Posted by:
cludgie
(
)
Date: May 30, 2017 06:50AM
Since this has popped up again, I'll just stand by what I what I tried to explain previously:
Zambia is an incredibly benign place, and if you discount the problems that plague all Third World places and much of the United States, your grandson should have a wonderful and wonderfully safe time there. Possibly for only once in his life, your grandson will experience how the other side lives, and in this case, how people live on the far side of the moon. The LDS church has missionaries in several failed states--Haiti and Congo, for instance. Zambia, at least, is not a failed state.
In Third World places like Zambia, you always tend to find pockets and enclaves of the First World, perhaps a modern dentists office with European- or US-trained dentist. There is normally one fairly good hospital in the capital where the foreign embassies (and I imagine, foreign missionaries) first send those who get sick or injured, and if they need better care, the embassies and other foreign organizations buy into an air ambulance service that takes people to Pretoria for further treatment.
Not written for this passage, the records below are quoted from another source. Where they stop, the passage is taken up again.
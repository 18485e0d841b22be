mod subscribe;
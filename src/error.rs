use crate::{config, store};

pub type Result<T> = core::result::Result<T, Error>;

#[derive(Debug, thiserror::Error)]
pub enum Error {
    #[error("config error: {0}")]
    Config(#[from] config::ConfigError),
    #[error("store error: {0}")]
    Store(#[from] store::StoreError),

    #[error("io error: {0}")]
    Io(#[from] std::io::Error),
}
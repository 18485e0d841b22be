use std::time::Duration;

use axum::{
    body::Body,
    http::{HeaderName, Request, Response},
    middleware, Router,
};
use tower::ServiceBuilder;
use tower_http::{
    classify::{ServerErrorsAsFailures, SharedClassifier},
    request_id::{MakeRequestUuid, PropagateRequestIdLayer, SetRequestIdLayer},
    trace::{MakeSpan, OnRequest, OnResponse, TraceLayer},
};
use tracing::Span;

use super::{midware, routes::routes, REQUEST_ID_HEADER};
use crate::{App, AppState};

/// Serves the application on the listener held by `App` until the server stops.
///
/// Might return an IO error from `axum::serve`.
pub async fn serve(app: App) -> std::io::Result<()> {
    let App {
        app_state,
        listener,
    } = app;

    axum::serve(listener, router(app_state)).await
}

/// All routes wrapped in the middleware stack.
///
/// Requests pass the layers top to bottom, responses bottom to top:
/// the request id is propagated to the response before the response mapper runs,
/// so the mapper can log it and copy it onto the error responses it builds.
pub fn router(app_state: AppState) -> Router {
    let x_request_id = HeaderName::from_static(REQUEST_ID_HEADER);

    Router::new().merge(routes(app_state.clone())).layer(
        ServiceBuilder::new()
            .layer(SetRequestIdLayer::new(
                x_request_id.clone(),
                MakeRequestUuid,
            ))
            .layer(build_trace_layer())
            .layer(middleware::map_response_with_state(
                app_state,
                midware::response_mapper,
            ))
            .layer(PropagateRequestIdLayer::new(x_request_id)),
    )
}

/// Console logging for every request: one span per request plus START and END lines.
fn build_trace_layer() -> TraceLayer<
    SharedClassifier<ServerErrorsAsFailures>,
    impl MakeSpan<Body> + Clone,
    impl OnRequest<Body> + Clone,
    impl OnResponse<Body> + Clone,
> {
    TraceLayer::new_for_http()
        .make_span_with(|req: &Request<Body>| {
            let req_id = req
                .headers()
                .get(REQUEST_ID_HEADER)
                .and_then(|id| id.to_str().ok())
                .unwrap_or_default()
                .to_string();

            tracing::error_span!(
                "request",
                id = %req_id,
                method = %req.method(),
                path = req.uri().path()
            )
        })
        .on_request(|req: &Request<Body>, _s: &Span| tracing::info!("START @ {}", req.uri()))
        .on_response(|res: &Response<Body>, latency: Duration, _s: &Span| {
            let status = res.status();

            if status.is_client_error() || status.is_server_error() {
                tracing::warn!("END in: {latency:?} - STATUS: {}", status.as_u16())
            } else {
                tracing::info!("END in: {latency:?} - STATUS: {}", status.as_u16())
            }
        })
}
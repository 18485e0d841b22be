use std::time::Duration;

use async_trait::async_trait;
use lazy_regex::regex_is_match;
use sqlx::{postgres::PgPoolOptions, PgPool};
use tracing::info;

use super::{Result, StoreError, SubscriptionStore};
use crate::{config::DbConfig, model::Record};

/// Postgres backed store. The table name is only known at runtime so it is validated
/// once and then quoted into every statement.
#[derive(Clone, Debug)]
pub struct PgStore {
    db: PgPool,
    table: Option<String>,
}

impl PgStore {
    /// Creates a lazily connecting pool, an unreachable database fails the requests instead of the startup.
    pub fn init(db_config: &DbConfig, table: Option<String>) -> Result<Self> {
        info!("{:<20} - Initializing the DB pool", "init_db");
        if let Some(table) = &table {
            validate_table_name(table)?;
        }

        let max_cons = if cfg!(test) { 1 } else { 5 };
        let db = PgPoolOptions::new()
            .max_connections(max_cons)
            .acquire_timeout(Duration::from_secs(2))
            .connect_lazy_with(db_config.connection_options());

        Ok(Self { db, table })
    }

    fn table(&self) -> Result<&str> {
        self.table.as_deref().ok_or(StoreError::MissingTable)
    }

    pub async fn ensure_table(&self) -> Result<()> {
        let table = self.table()?;

        sqlx::query(&format!(
            r#"CREATE TABLE IF NOT EXISTS "{table}" (
                id TEXT PRIMARY KEY,
                email TEXT NOT NULL,
                subscription_date TIMESTAMPTZ NOT NULL
            )"#
        ))
        .execute(&self.db)
        .await?;
        sqlx::query(&format!(
            r#"CREATE INDEX IF NOT EXISTS "{table}_email_idx" ON "{table}" (email, subscription_date)"#
        ))
        .execute(&self.db)
        .await?;
        info!("{:<20} - Table {table} is ready", "ensure_table");

        Ok(())
    }
}

#[async_trait]
impl SubscriptionStore for PgStore {
    async fn put(&self, record: &Record) -> Result<()> {
        let table = self.table()?;

        sqlx::query(&format!(
            r#"INSERT INTO "{table}" (id, email, subscription_date)
            VALUES ($1, $2, $3)
            ON CONFLICT (id) DO NOTHING"#
        ))
        .bind(&record.id)
        .bind(&record.email)
        .bind(record.subscription_date)
        .execute(&self.db)
        .await?;

        Ok(())
    }

    async fn query(&self, email: &str) -> Result<Vec<Record>> {
        let table = self.table()?;

        let records = sqlx::query_as::<_, Record>(&format!(
            r#"SELECT email, subscription_date, id FROM "{table}"
            WHERE email = $1
            ORDER BY subscription_date, id"#
        ))
        .bind(email)
        .fetch_all(&self.db)
        .await?;

        Ok(records)
    }
}

/// Accepts plain unquoted Postgres identifiers, short enough to leave room for the index suffix.
fn validate_table_name(table: &str) -> Result<()> {
    if regex_is_match!(r"^[A-Za-z_][A-Za-z0-9_]{0,48}$", table) {
        Ok(())
    } else {
        Err(StoreError::InvalidTable(table.to_string()))
    }
}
Going to Zambia on a mission is less dangerous than going to practically any Central or South American mission, and I'm wondering if you would have the same fear if he were being sent to Honduras or Bolivia. I might worry if he were going to a place like Haiti, but Zambia is not a place like Haiti.
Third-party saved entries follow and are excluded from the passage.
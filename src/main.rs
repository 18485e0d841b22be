use email_collector::{config::AppConfig, telemetry, App, Result};

#[tokio::main]
async fn main() -> Result<()> {
    let config = AppConfig::load()?;

    // We have a different logging mechanism for production
    #[cfg(not(debug_assertions))]
    {
        telemetry::init_production_tracing(&config.log_config.level)
    }
    #[cfg(debug_assertions)]
    {
        telemetry::init_dbg_tracing(&config.log_config.level);
    }

    let app = App::build_from_config(&config).await?;
    email_collector::serve(app).await?;

    Ok(())
}
use std::{collections::HashMap, sync::Arc};

use async_trait::async_trait;
use tokio::sync::RwLock;

use super::{Result, StoreError, SubscriptionStore};
use crate::model::Record;

/// Process local store, records grouped by email. Cheaply cloneable, clones share the records.
#[derive(Clone, Debug, Default)]
pub struct MemStore {
    table: Option<String>,
    partitions: Arc<RwLock<HashMap<String, Vec<Record>>>>,
}

impl MemStore {
    pub fn new(table: Option<String>) -> Self {
        Self {
            table,
            partitions: Arc::default(),
        }
    }

    fn check_table(&self) -> Result<()> {
        match self.table {
            Some(_) => Ok(()),
            None => Err(StoreError::MissingTable),
        }
    }

    /// Number of records across all emails.
    pub async fn len(&self) -> usize {
        self.partitions.read().await.values().map(Vec::len).sum()
    }

    pub async fn is_empty(&self) -> bool {
        self.len().await == 0
    }
}

#[async_trait]
impl SubscriptionStore for MemStore {
    async fn put(&self, record: &Record) -> Result<()> {
        self.check_table()?;

        let mut partitions = self.partitions.write().await;
        let partition = partitions.entry(record.email.clone()).or_default();
        if !partition.iter().any(|r| r.id == record.id) {
            partition.push(record.clone());
        }

        Ok(())
    }

    async fn query(&self, email: &str) -> Result<Vec<Record>> {
        self.check_table()?;

        let mut records = self
            .partitions
            .read()
            .await
            .get(email)
            .cloned()
            .unwrap_or_default();
        records.sort_by(|a, b| {
            a.subscription_date
                .cmp(&b.subscription_date)
                .then_with(|| a.id.cmp(&b.id))
        });

        Ok(records)
    }
}
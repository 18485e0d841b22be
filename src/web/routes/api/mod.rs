pub mod lookup;
pub mod subscribe;

pub use lookup::lookup;
pub use subscribe::subscribe;
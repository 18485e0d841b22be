mod error;
mod log;
pub mod midware;
pub mod routes;
pub mod serve;
pub mod types;

pub use error::{ClientError, Error, WebResult};
pub use serve::serve;

pub const REQUEST_ID_HEADER: &str = "x-request-id";
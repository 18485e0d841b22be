use axum::{
    http::StatusCode,
    response::{IntoResponse, Response},
};
use std::sync::Arc;
use strum_macros::AsRefStr;

use super::routes::{LookupError, SubscribeError};

pub type WebResult<T> = core::result::Result<T, Error>;

#[derive(Debug, AsRefStr, thiserror::Error)]
pub enum Error {
    #[error("subscribe error: {0}")]
    Subscribe(#[from] SubscribeError),
    #[error("lookup error: {0}")]
    Lookup(#[from] LookupError),
}

impl Error {
    /// The only place where handler errors are mapped to what the client gets to see.
    pub fn status_code_and_client_error(&self) -> (StatusCode, ClientError) {
        use ClientError::*;

        match self {
            Error::Subscribe(SubscribeError::DataParsing(_)) => {
                (StatusCode::BAD_REQUEST, InvalidEmail)
            }
            Error::Lookup(LookupError::DataParsing(_)) => {
                (StatusCode::BAD_REQUEST, EmailParamRequired)
            }
            Error::Subscribe(SubscribeError::Store(_)) | Error::Lookup(LookupError::Store(_)) => {
                (StatusCode::INTERNAL_SERVER_ERROR, ServiceError)
            }
        }
    }
}

impl IntoResponse for Error {
    fn into_response(self) -> Response {
        tracing::debug!("{:<12} - into_response(Error: {self:?})", "INTO_RESP");

        // Construct a response
        let mut res = StatusCode::INTERNAL_SERVER_ERROR.into_response();

        // Insert the Error into response so that it can be retrieved later.
        res.extensions_mut().insert(Arc::new(self));

        res
    }
}

#[derive(Debug, AsRefStr, derive_more::Display)]
pub enum ClientError {
    #[display("Invalid email address")]
    InvalidEmail,
    #[display("Email parameter is required")]
    EmailParamRequired,
    #[display("Internal server error")]
    ServiceError,
}
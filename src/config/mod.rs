//! Builds the `AppConfig` from layered sources.
//! `config/base.toml` is overridden by the environment specific file (`local.toml` or `production.toml`),
//! which is in turn overridden by `APP_` prefixed environment variables, e.g. `APP_STORE_CONFIG__TABLE`.

mod error;
mod types;

use std::path::Path;

use figment::{
    providers::{Env, Format, Toml},
    Figment,
};

// Re-export config structs
pub use error::{ConfigError, ConfigResult};
pub use types::{
    AppConfig, DbConfig, Environment, LogConfig, NetConfig, SslRequire, StoreBackend, StoreConfig,
};

impl AppConfig {
    /// Loads the configuration from the `config` directory in the current working directory.
    /// The environment is taken from `APP_ENVIRONMENT` and defaults to `local`.
    /// In production a `DATABASE_URL` env variable, if present, replaces the configured `DbConfig`.
    ///
    /// Runs before tracing is initialized (the log level is part of the config) so it doesn't log.
    pub fn load() -> ConfigResult<Self> {
        let config_dir = std::env::current_dir()?.join("config");

        let environment: Environment = std::env::var("APP_ENVIRONMENT")
            .unwrap_or_else(|_| "local".into())
            .try_into()?;

        let mut config: AppConfig = Self::figment(&config_dir, &environment).extract()?;

        if matches!(environment, Environment::Production) {
            if let Ok(production_db) = std::env::var("DATABASE_URL") {
                config.db_config = DbConfig::try_from(production_db.as_str())?;
            }
        }

        Ok(config)
    }

    /// The layered configuration sources, without extracting them.
    pub fn figment(config_dir: &Path, environment: &Environment) -> Figment {
        let environment_filename = format!("{}.toml", environment.as_ref().to_lowercase());

        Figment::new()
            .merge(Toml::file(config_dir.join("base.toml")))
            .merge(Toml::file(config_dir.join(environment_filename)))
            .merge(Env::prefixed("APP_").ignore(&["environment"]).split("__"))
    }
}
If he doesn't want to spend his entire time there harshly judging Africans, he should read the book, "African Friends and Money Matters," which explains why African cultures do what they do. For instance, we say that they steal stuff, when really they perceive it as borrowing, because Bantu African cultures don't hoard or store or keep things from others. You need the bike?--you "borrow" it. Then someone else will likely "borrow" it from them, and it is perceived as one bike helping a lot of people, when otherwise it would just be in the house of only one person, which to them is not quite right. Reading the book will smooth out his stay and help him to be more non-judgemental.